Socrate hésita une seconde. Amie ou ennemie ? Il opta pour la vérité.

« Je la trouve unique.

— Tu es pincé ?

— Bon !… Je crois qu’on approche… Céyx ! Apporte des longues-vues ! »

Nut répéta :

« Tu es pincé ?

— Je trouve surtout lamentable qu’une femme de cette classe vive avec un con pareil.

— Je les vois !… hurla Nancy… Non !… Ah ! ça… C’est formidable ! »

Elle accaparait la seule paire de jumelles disponible pour l’instant. Elle s’y accrochait, feignant d’ignorer les gestes de Lady Eaglebond qui voulait les lui prendre.

« Mais c’est incroyable !… Ils sont vraiment nus !…

— Fais voir !… insista Stany…

— Attends !… Bon dieu !… Ah ! non… Ce n’est pas possible !… C’est dégoûtant !

— Quoi ?… Qu’est-ce qu’il y a ?…

— Elle est monstrueuse !… Comment peut-on…

— Commandant, voici les longues-vues. »

On se rua sur le maître d’hôtel pour lui arracher les objets des mains.

« Zut !… Je ne peux rien voir… se lamenta Lord Eaglebond.

— Vous les tenez peut-être à l’envers ?… susurra Nut.

— Même pas, hélas !… Je suis myope.

— La blonde, là-bas… elle n’est pas mal… Regardez !

— Où ça, Stany ?… Où ça ?…

— À droite… Au bout…

— Racontez-moi !… feignit de geindre Eaglebond.

— Veux-tu que je te décrive ?… demanda sa femme.

— Non, pas toi… On n’a pas la même vision des choses. »

La Lady n’en perdait pas une miette.
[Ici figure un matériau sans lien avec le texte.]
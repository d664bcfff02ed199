//! Lifecycle error types

use thiserror::Error;

/// Errors raised while acquiring, sharing or unloading a model instance.
///
/// Cloneable so that a single load failure can be handed to every caller
/// that was waiting on the same load.
#[derive(Error, Debug, Clone, PartialEq, Eq)]
pub enum LifecycleError {
    /// No handle is registered for this model id
    #[error("Model not found: {0}")]
    NotFound(String),

    /// Model is in use or a load is in flight
    #[error("Model {0} is busy (in use or currently loading)")]
    Busy(String),

    /// The load function failed
    #[error("Failed to load model {model_id}: {reason}")]
    LoadFailed {
        model_id: String,
        reason: String,
    },

    /// Handle was evicted and removed from its manager; request a fresh one
    #[error("Model handle for {0} was retired after eviction")]
    Retired(String),

    /// Invalid configuration value
    #[error("Configuration error: {0}")]
    Config(String),
}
Les autres non plus. Pas même les matelots ni les officiers qui se camouflaient pour voir sans être vus des invités.

« Ce n’est pas juste ! dit Socrate, ravi de constater que ses amis s’amusaient comme des petits fous… Il n’y a pas de raison que Harry ne profite pas !
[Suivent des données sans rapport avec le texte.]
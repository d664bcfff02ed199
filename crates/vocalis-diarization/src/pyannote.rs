//! pyannote.audio diarization pipelines
//!
//! A pipeline repo carries `config.yaml`, which names the segmentation and
//! embedding models it runs. Those are separate hub repos; they are looked up
//! in the same cache when the pipeline loads.

use std::fs;
use std::path::{Path, PathBuf};
use std::sync::Arc;
use std::time::Instant;

use anyhow::Context;
use serde::Serialize;
use tracing::{debug, info, warn};
use vocalis_core::{FamilyConfig, InferenceOptions, ModelLoader, ModelManager, ModelMetadata, ModelTask};
use vocalis_models::{
    find_file, require_file, CachedRepo, CatalogClient, FamilyExecutor, HubCache, HubRegistry,
    MappedWeights, ModelCard, ModelError, ModelFamily, ModelFilter, ModelRegistry, RemoteModel,
};

use crate::error::DiarizationError;
use crate::pipeline::PipelineConfig;

pub const LIBRARY_NAME: &str = "pyannote-audio";
const TASK: ModelTask = ModelTask::SpeakerDiarization;
const CONFIG_FILE: &str = "config.yaml";
const WEIGHTS_FILE: &str = "pytorch_model.bin";

const ALLOW_PATTERNS: &[&str] = &[CONFIG_FILE, WEIGHTS_FILE, "README.md"];

pub type PyannoteRegistry = HubRegistry<PyannoteFamily>;
pub type PyannoteExecutor = FamilyExecutor<PyannoteRegistry, PyannoteLoader>;

/// Pipeline files
#[derive(Debug, Clone, PartialEq, Eq, Serialize)]
pub struct PyannoteFiles {
    pub config: PathBuf,
    /// Present when the repo is a single model rather than a pipeline
    pub weights: Option<PathBuf>,
}

pub struct PyannoteFamily {
    filter: ModelFilter,
}

impl Default for PyannoteFamily {
    fn default() -> Self {
        Self {
            filter: ModelFilter::new().library(LIBRARY_NAME).task(TASK),
        }
    }
}

impl ModelFamily for PyannoteFamily {
    type Model = ModelMetadata;
    type Files = PyannoteFiles;

    fn name(&self) -> &'static str {
        "pyannote"
    }

    fn filter(&self) -> &ModelFilter {
        &self.filter
    }

    fn allow_patterns(&self) -> &[&'static str] {
        ALLOW_PATTERNS
    }

    fn remote_metadata(&self, model: &RemoteModel) -> Option<ModelMetadata> {
        model.metadata(TASK)
    }

    fn local_metadata(&self, repo: &CachedRepo, card: &ModelCard) -> Option<ModelMetadata> {
        Some(repo.metadata(card, TASK))
    }

    fn resolve_files(&self, model_id: &str, files: &[PathBuf]) -> Result<PyannoteFiles, ModelError> {
        Ok(PyannoteFiles {
            config: require_file(files, model_id, CONFIG_FILE)?,
            weights: find_file(files, WEIGHTS_FILE),
        })
    }
}

/// A model a pipeline runs internally
#[derive(Debug, Clone, PartialEq, Eq, Serialize)]
pub struct PipelineDependency {
    /// `segmentation` or `embedding`
    pub role: &'static str,
    /// Hub id or path as written in `config.yaml`
    pub model_id: String,
    /// Resolved weights, `None` when not in the cache
    pub weights: Option<PathBuf>,
}

impl PipelineDependency {
    fn resolve(role: &'static str, reference: &str, snapshot: &Path, cache: &HubCache) -> Self {
        let weights = if is_path_reference(reference) {
            let path = snapshot.join(reference);
            path.is_file().then_some(path)
        } else {
            cache
                .list_files(reference)
                .ok()
                .and_then(|files| find_file(&files, WEIGHTS_FILE))
        };

        if weights.is_none() {
            warn!("Pipeline {} model {} is not cached", role, reference);
        }
        Self {
            role,
            model_id: reference.to_string(),
            weights,
        }
    }
}

fn is_path_reference(reference: &str) -> bool {
    reference.starts_with('.') || reference.starts_with('/') || reference.ends_with(".bin")
}

/// A loaded pyannote pipeline
#[derive(Debug)]
pub struct PyannoteModel {
    model_id: String,
    files: PyannoteFiles,
    pipeline: PipelineConfig,
    weights: Option<MappedWeights>,
    dependencies: Vec<PipelineDependency>,
    options: InferenceOptions,
}

impl PyannoteModel {
    pub fn model_id(&self) -> &str {
        &self.model_id
    }

    pub fn files(&self) -> &PyannoteFiles {
        &self.files
    }

    pub fn pipeline(&self) -> &PipelineConfig {
        &self.pipeline
    }

    pub fn weights(&self) -> Option<&MappedWeights> {
        self.weights.as_ref()
    }

    pub fn dependencies(&self) -> &[PipelineDependency] {
        &self.dependencies
    }

    pub fn options(&self) -> &InferenceOptions {
        &self.options
    }

    /// Fails on the first dependency whose weights are not cached
    pub fn require_dependencies(&self) -> Result<(), DiarizationError> {
        match self.dependencies.iter().find(|d| d.weights.is_none()) {
            Some(dep) => Err(DiarizationError::MissingDependency(format!(
                "{} model {} for {}",
                dep.role, dep.model_id, self.model_id
            ))),
            None => Ok(()),
        }
    }
}

/// Builds [`PyannoteModel`]s from cached files
pub struct PyannoteLoader {
    registry: Arc<PyannoteRegistry>,
    options: InferenceOptions,
}

impl PyannoteLoader {
    pub fn new(registry: Arc<PyannoteRegistry>, options: InferenceOptions) -> Self {
        Self { registry, options }
    }
}

impl ModelLoader for PyannoteLoader {
    type Model = PyannoteModel;

    fn load(&self, model_id: &str) -> anyhow::Result<PyannoteModel> {
        let start = Instant::now();
        let files = self.registry.resolve_files(model_id)?;
        debug!("Pyannote files for {}: {:?}", model_id, files);

        let text = fs::read_to_string(&files.config)
            .with_context(|| format!("failed to read {}", files.config.display()))?;
        let pipeline = PipelineConfig::parse(&text)?;

        let weights = files
            .weights
            .as_deref()
            .map(MappedWeights::open)
            .transpose()?;

        let snapshot = files.config.parent().unwrap_or(Path::new("."));
        let cache = self.registry.cache();
        let dependencies: Vec<_> = [
            ("segmentation", pipeline.segmentation.as_deref()),
            ("embedding", pipeline.embedding.as_deref()),
        ]
        .into_iter()
        .filter_map(|(role, reference)| {
            reference.map(|r| PipelineDependency::resolve(role, r, snapshot, cache))
        })
        .collect();

        info!(
            "Loaded pyannote pipeline {} ({}, {} dependencies, on {}) in {:.2}s",
            model_id,
            pipeline.name,
            dependencies.len(),
            self.options.device,
            start.elapsed().as_secs_f64()
        );
        Ok(PyannoteModel {
            model_id: model_id.to_string(),
            files,
            pipeline,
            weights,
            dependencies,
            options: self.options,
        })
    }
}

/// Registry and manager for pyannote pipelines
pub fn pyannote_executor(
    cache: HubCache,
    catalog: CatalogClient,
    config: &FamilyConfig,
) -> PyannoteExecutor {
    let registry = Arc::new(HubRegistry::new(PyannoteFamily::default(), cache, catalog));
    let loader = PyannoteLoader::new(Arc::clone(&registry), config.inference_options());
    FamilyExecutor::new(registry, ModelManager::new(loader, config.ttl))
}

#[cfg(test)]
mod tests {
    use super::*;
    use vocalis_core::{Device, LifecycleError, Ttl};

    const PIPELINE_CARD: &str =
        "---\nlibrary_name: pyannote-audio\ntags:\n- pyannote\n- speaker-diarization\nlicense: mit\n---\n";
    const PIPELINE_CONFIG: &str = "version: 3.1.0\n\npipeline:\n  name: pyannote.audio.pipelines.SpeakerDiarization\n  params:\n    embedding: pyannote/wespeaker-voxceleb-resnet34-LM\n    segmentation: pyannote/segmentation-3.0\n\nparams:\n  clustering:\n    threshold: 0.7045654963945799\n";

    fn cache_repo(root: &Path, model_id: &str, files: &[(&str, &str)]) -> PathBuf {
        let repo = root.join(format!("models--{}", model_id.replace('/', "--")));
        let snapshot = repo.join("snapshots").join("0f0a1b2c");
        fs::create_dir_all(&snapshot).unwrap();
        fs::create_dir_all(repo.join("refs")).unwrap();
        fs::write(repo.join("refs").join("main"), "0f0a1b2c").unwrap();
        for (name, content) in files {
            fs::write(snapshot.join(name), content).unwrap();
        }
        snapshot
    }

    fn executor(root: &Path, ttl: Ttl) -> PyannoteExecutor {
        let config = FamilyConfig {
            device: Device::Cpu,
            ttl,
            ..FamilyConfig::default()
        };
        pyannote_executor(
            HubCache::new(root),
            CatalogClient::new("http://127.0.0.1:9", None).unwrap(),
            &config,
        )
    }

    #[test]
    fn test_local_pipelines_by_tag() {
        let dir = tempfile::tempdir().unwrap();
        cache_repo(
            dir.path(),
            "pyannote/speaker-diarization-3.1",
            &[("README.md", PIPELINE_CARD), (CONFIG_FILE, PIPELINE_CONFIG)],
        );
        cache_repo(
            dir.path(),
            "pyannote/segmentation-3.0",
            &[
                ("README.md", "---\nlibrary_name: pyannote-audio\ntags:\n- voice-activity-detection\n---\n"),
                (WEIGHTS_FILE, "seg"),
            ],
        );

        let executor = executor(dir.path(), Ttl::Never);
        let models = executor.list_local();
        assert_eq!(models.len(), 1);
        assert_eq!(models[0].id, "pyannote/speaker-diarization-3.1");
        assert_eq!(models[0].task, ModelTask::SpeakerDiarization);
    }

    #[test]
    fn test_weights_are_optional() {
        let dir = tempfile::tempdir().unwrap();
        let snapshot = cache_repo(
            dir.path(),
            "pyannote/speaker-diarization-3.1",
            &[("README.md", PIPELINE_CARD), (CONFIG_FILE, PIPELINE_CONFIG)],
        );
        let executor = executor(dir.path(), Ttl::Never);

        let files = executor
            .registry()
            .resolve_files("pyannote/speaker-diarization-3.1")
            .unwrap();
        assert_eq!(files.config, snapshot.join(CONFIG_FILE));
        assert_eq!(files.weights, None);

        fs::remove_file(snapshot.join(CONFIG_FILE)).unwrap();
        assert!(executor
            .registry()
            .resolve_files("pyannote/speaker-diarization-3.1")
            .unwrap_err()
            .is_not_found());
    }

    #[tokio::test]
    async fn test_load_resolves_dependencies() {
        let dir = tempfile::tempdir().unwrap();
        cache_repo(
            dir.path(),
            "pyannote/speaker-diarization-3.1",
            &[("README.md", PIPELINE_CARD), (CONFIG_FILE, PIPELINE_CONFIG)],
        );
        let segmentation = cache_repo(
            dir.path(),
            "pyannote/segmentation-3.0",
            &[(WEIGHTS_FILE, "seg")],
        );
        let executor = executor(dir.path(), Ttl::Never);

        let model = executor.acquire("pyannote/speaker-diarization-3.1").await.unwrap();
        assert_eq!(model.pipeline().name, "pyannote.audio.pipelines.SpeakerDiarization");
        assert!(model.weights().is_none());
        assert_eq!(model.options().device, Device::Cpu);

        let deps = model.dependencies();
        assert_eq!(deps.len(), 2);
        assert_eq!(deps[0].role, "segmentation");
        assert_eq!(deps[0].weights, Some(segmentation.join(WEIGHTS_FILE)));
        assert_eq!(deps[1].role, "embedding");
        assert_eq!(deps[1].weights, None);

        let err = model.require_dependencies().unwrap_err();
        assert!(matches!(err, DiarizationError::MissingDependency(_)));
        assert!(err.to_string().contains("wespeaker"));
    }

    #[tokio::test]
    async fn test_local_weights_reference() {
        let dir = tempfile::tempdir().unwrap();
        cache_repo(
            dir.path(),
            "acme/diarize",
            &[
                ("README.md", PIPELINE_CARD),
                (
                    CONFIG_FILE,
                    "pipeline:\n  name: custom.Pipeline\n  params:\n    segmentation: ./segmentation.bin\n",
                ),
                ("segmentation.bin", "seg"),
                (WEIGHTS_FILE, "weights"),
            ],
        );
        let executor = executor(dir.path(), Ttl::Immediate);

        let model = executor.acquire("acme/diarize").await.unwrap();
        assert_eq!(model.weights().map(|w| w.as_bytes()), Some(&b"weights"[..]));
        assert!(model.require_dependencies().is_ok());
        executor.release(model);
        assert!(executor.loaded_models().is_empty());
    }

    #[tokio::test]
    async fn test_invalid_pipeline_fails_load() {
        let dir = tempfile::tempdir().unwrap();
        cache_repo(
            dir.path(),
            "acme/broken",
            &[("README.md", PIPELINE_CARD), (CONFIG_FILE, "version: 1\n")],
        );
        let executor = executor(dir.path(), Ttl::Never);

        let err = executor.acquire("acme/broken").await.unwrap_err();
        match err {
            ModelError::Lifecycle(LifecycleError::LoadFailed { reason, .. }) => {
                assert!(reason.contains("pipeline.name"));
            }
            other => panic!("unexpected error: {other}"),
        }
    }
}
— Laissez !… Laissez !… J’ai l’habitude des brimades !

— C’est à moi que tu fais allusion ? plaisanta son épouse.

— Non, Virginie. À la politique.

— Attendez !… s’exclama le Grec… Harry, j’ai une idée ! On va mettre le chris-craft à la mer et aller les admirer sur place ! »

Chœur des vierges :

« Oh ! oui… Allons-y !

— Céyx !… Dites au lieutenant Stavenos de mettre le canot à la mer. Avec deux marins !…

— Allez-y sans moi… dit le lord en faisant un geste de dénégation souriante… Vraiment, non… En vous attendant, je me contenterai de ça… (Il désignait un Punch de chez Davidoff, son cigare favori, et une bouteille de Dom Pérignon qui rafraîchissait dans la glace.)
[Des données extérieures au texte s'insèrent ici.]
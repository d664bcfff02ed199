//! Speech synthesis model families
//!
//! Piper voices and Kokoro models, each served through a
//! [`vocalis_models::FamilyExecutor`]. Both report [`SpeechModel`] metadata:
//! the common model record plus output sample rate and voices.

pub mod error;
pub mod kokoro;
pub mod piper;
pub mod voice;

pub use error::TtsError;
pub use kokoro::{kokoro_executor, KokoroExecutor, KokoroFamily, KokoroFiles, KokoroModel};
pub use piper::{piper_executor, PiperExecutor, PiperFamily, PiperFiles, PiperModel, VoiceQuality};
pub use voice::{SpeechModel, Voice};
— Vous êtes sûr ?… s’inquiéta le Grec.

— Absolument.

— Harry, dès notre retour, je vous ferai mon rapport.

— Je reste avec lui… décida Virginie.

— Tu n’as pas envie de voir de beaux hommes nus ?… Polir changer un peu ?…

— Méchant !… D’ailleurs, ne t’inquiète pas. J’ai les jumelles.

— On embarque !… », cria S.S.

Tous dévalèrent l’échelle de coupée et s’entassèrent dans le hors-bord qui démarra immédiatement en direction de la plage. Quand il en fut à une centaine de mètres, le pilote stoppa les moteurs. L’embarcation se balança doucement. On apercevait nettement les silhouettes des nudistes. C’était bizarre de les voir marcher ou bavarder comme si de rien n’était, le sexe au vent.

« C’est quand même scandaleux ! dit Nancy, rivée au spectacle à s’en faire mal aux yeux.

— C’est vrai. Ils exagèrent… », ajouta son mari dont le puritanisme héréditaire ne l’empêchait pas de fureter du regard dans tous les sens, passant d’un ventre à des seins, d’une paire de fesses à des hanches.